43-2-8414 Paulsboro Refining Company, LLC v. Township Of Greenwich, App. Div. (per curiam) (16 pp.) Plaintiff Paulsboro Refining Company appeals from an order declaring that "foundations for manufacturing, production[,] and process equipment" are not exempt from the Uniform Construction Code (UCC), and are therefore subject to municipal permitting and inspections. Plaintiff attempted to install a foundation for its process equipment at one of its refineries without obtaining a construction permit. As a result, a municipal code official from defendant Township of Greenwich issued a stop-work order.
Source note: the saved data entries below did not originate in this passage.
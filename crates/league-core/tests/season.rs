//! End-to-end season over the in-memory store.

use std::sync::Arc;

use chrono::{DateTime, Duration, TimeZone, Utc};
use league_core::{
    FixedClock, League, LeagueError, LeagueSettings, MemoryStore, Mode, NewPlayer,
    Outcome, RatingRules, ResultSubmission,
};

fn season_start() -> DateTime<Utc> {
    Utc.with_ymd_and_hms(2025, 9, 1, 19, 0, 0).unwrap()
}

fn setup(names: &[&str]) -> (League<MemoryStore>, Arc<FixedClock>) {
    let clock = Arc::new(FixedClock::new(season_start()));
    let mut league = League::new(
        MemoryStore::new(),
        RatingRules::default(),
        LeagueSettings::default(),
    )
    .with_clock(clock.clone());

    for name in names {
        league
            .add_player(NewPlayer {
                username: name.to_string(),
                name: name.to_string(),
                category: "open".to_string(),
                bio: None,
                ratings: None,
            })
            .unwrap();
    }
    (league, clock)
}

fn white_wins(round: u32, white: &str, black: &str) -> ResultSubmission {
    ResultSubmission {
        category: "open".to_string(),
        round,
        mode: Mode::Rapid,
        white: white.to_string(),
        black: black.to_string(),
        outcome: Outcome::parse("1-0").unwrap(),
    }
}

#[test]
fn test_full_round_robin_season() {
    let (mut league, clock) = setup(&["ana", "ben", "cai", "dan"]);
    let schedule = league.create_pairings("open", None, Some(24)).unwrap();
    assert_eq!(schedule.rounds.len(), 3);

    for round in &schedule.rounds {
        let current = league.current_pairings("open").unwrap();
        assert_eq!(current.visible_rounds.len() as u32, round.round);

        for pairing in &round.pairings {
            league
                .record_result(white_wins(round.round, &pairing.white, &pairing.black))
                .unwrap();
        }
        clock.advance(Duration::hours(24));
    }

    let current = league.current_pairings("open").unwrap();
    assert_eq!(current.visible_rounds.len(), 3);
    assert_eq!(current.next_round_at, None);

    // ana holds seat 0 and has white every round.
    let table = league.standings("open", Mode::Rapid).unwrap();
    let order: Vec<&str> = table.iter().map(|r| r.username.as_str()).collect();
    assert_eq!(order, vec!["ana", "ben", "cai", "dan"]);
    assert_eq!(table[0].points, 3.0);
    assert_eq!(table.iter().map(|r| r.points).sum::<f64>(), 6.0);
    assert!(table.iter().all(|r| r.total_rounds == 3));

    assert_eq!(league.get_player("ana").unwrap().recent_gain, 3);
    assert_eq!(league.results_for("open").unwrap().len(), 6);

    assert_eq!(league.apply_recent_gains(Mode::Rapid).unwrap(), 4);
    let board = league.leaderboard(Mode::Rapid).unwrap();
    assert_eq!(board["open"][0].username, "ana");
    assert_eq!(board["open"][0].rating, 1203);
}

#[test]
fn test_rejected_results_leave_no_trace() {
    let (mut league, _clock) = setup(&["ana", "ben"]);
    league.create_pairings("open", Some(2), Some(24)).unwrap();
    league.record_result(white_wins(1, "ana", "ben")).unwrap();

    let before = league.list_players().unwrap();
    let err = league.record_result(white_wins(1, "ben", "ana")).unwrap_err();
    assert!(matches!(err, LeagueError::DuplicateResult { .. }));
    let err = league.record_result(white_wins(3, "ana", "ben")).unwrap_err();
    assert!(err.is_not_found());

    assert_eq!(league.list_players().unwrap(), before);
    assert_eq!(league.results_for("open").unwrap().len(), 1);
}

#[test]
fn test_edit_then_delete_restores_fresh_players() {
    let (mut league, _clock) = setup(&["ana", "ben"]);
    league.create_pairings("open", Some(3), Some(24)).unwrap();
    let first = league.record_result(white_wins(1, "ana", "ben")).unwrap();
    let second = league.record_result(white_wins(2, "ben", "ana")).unwrap();

    league
        .edit_result(&first.id, Outcome::parse("½-½").unwrap())
        .unwrap();
    league.delete_result(&second.id).unwrap();
    league.delete_result(&first.id).unwrap();

    for name in ["ana", "ben"] {
        let player = league.get_player(name).unwrap();
        assert_eq!(player.points, 0.0);
        assert_eq!(player.total_rounds, 0);
        assert_eq!(player.recent_gain, 0);
    }
    assert!(league.results_for("open").unwrap().is_empty());
}

#[test]
fn test_custom_rule_table() {
    let rules = RatingRules::from_toml_str(
        r#"
        [[buckets]]
        min = 0
        win = 10
        loss = -10
        draw = 0
        "#,
    )
    .unwrap();
    let mut league = League::new(MemoryStore::new(), rules, LeagueSettings::default());
    for name in ["ana", "ben"] {
        league
            .add_player(NewPlayer {
                username: name.to_string(),
                name: name.to_string(),
                category: "open".to_string(),
                bio: None,
                ratings: None,
            })
            .unwrap();
    }
    league.create_pairings("open", None, None).unwrap();

    let result = league.record_result(white_wins(1, "ana", "ben")).unwrap();
    assert_eq!((result.change_a, result.change_b), (10, -10));
}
The appellate panel holds that the Department of Community Affairs did not exempt foundations from the UCC in general only the specific type of foundation noted in subsection N.J.S.A. 5:23.9.7(b)13. Thus, the panel remands and directs the judge to make additional findings of fact findings of fact and conclusions of law regarding the type of foundation at issue and whether it is exempt under the UCC.
DAMAGES AND REMEDIES
60-2-8415 Peek v. Johl & Co. Inc., App. Div. (per curiam) (12 pp.) Plaintiffs, husband and wife, appeal from a final judgment entered after a bench trial in this business dispute concerning their insurance business, which they founded in the 1950s. Plaintiffs and defendants entered into a written agreement in which plaintiffs sold their business to defendants. The trial judge found plaintiffs benign explanation of post-sale events was not credible, that plaintiffs had breached the restrictive covenant in the agreement, and that it was a material breach of the overall agreement. The judge thereby excused defendants from continuing to make further payments on the promissory note or on the lease pursuant to the agreement. The record adequately supports the finding that plaintiffs materially breached the covenant by diverting commission checks payable to plaintiff individually to his home address without sharing any of those proceeds with defendants. Because the material breach prevents a claim of substantial performance, the trial court committed no error in granting defendants relief on their counterclaim. Finally, given the finding of wrongful conduct, it is not unjust for defendants to be relieved of their further payment responsibilities under the contract and lease. The trial court's final judgment is affirmed.
FAMILY LAW CHILD CUSTODY
20-2-8416 A.K.L. v. M.S.L., App. Div. (per curiam) (10 pp.) Defendant appeals from two interlocutory orders awarding sole custody of the parties' child to plaintiff and from the dual judgment of divorce. The panel affirms, finding that the Family Part judge's decisions - including that M.S.L. engaged in force-feeding the child, screamed and cursed at and slapped the child, and was rigid and uncompromising and required a psychiatric evaluation and continued therapy, and that the child's best interest required that A.K.L be granted sole legal and residential custody - are supported by substantial credible evidence, are consistent with applicable law, and do not represent an abuse of discretion. The judge did not err and carefully explained her reasons in rejecting the expert's view that giving M.S.L. custody would be in the child's best interests. Nor did the judge err in her award of equitable distribution, or in awarding A.K.L. counsel fees after finding that M.S.L. had litigated numerous issues in bad faith, relied on perjured testimony, and had caused A.K.L. to incur hundreds of thousands of dollars in counsel fees.
FAMILY LAW CHILD SUPPORT
20-2-8417 Mazyk v. Cozze, App. Div. (per curiam) (10 pp.) Defendant appeals the Family Part order ruling that income from his self-settled special needs trust, which was funded by a settlement award from a motor vehicle accident and which met the requirements of 42 U.S.C.A. section 1396p(d)(4)(A), be recognized for the purpose of calculating his child support obligation. The panel affirms, finding that while those assets are not available to satisfy Cozze's child support obligations, the trial judge correctly determined that the trust income shall be considered income for inclusion in calculations to determine his child support obligations.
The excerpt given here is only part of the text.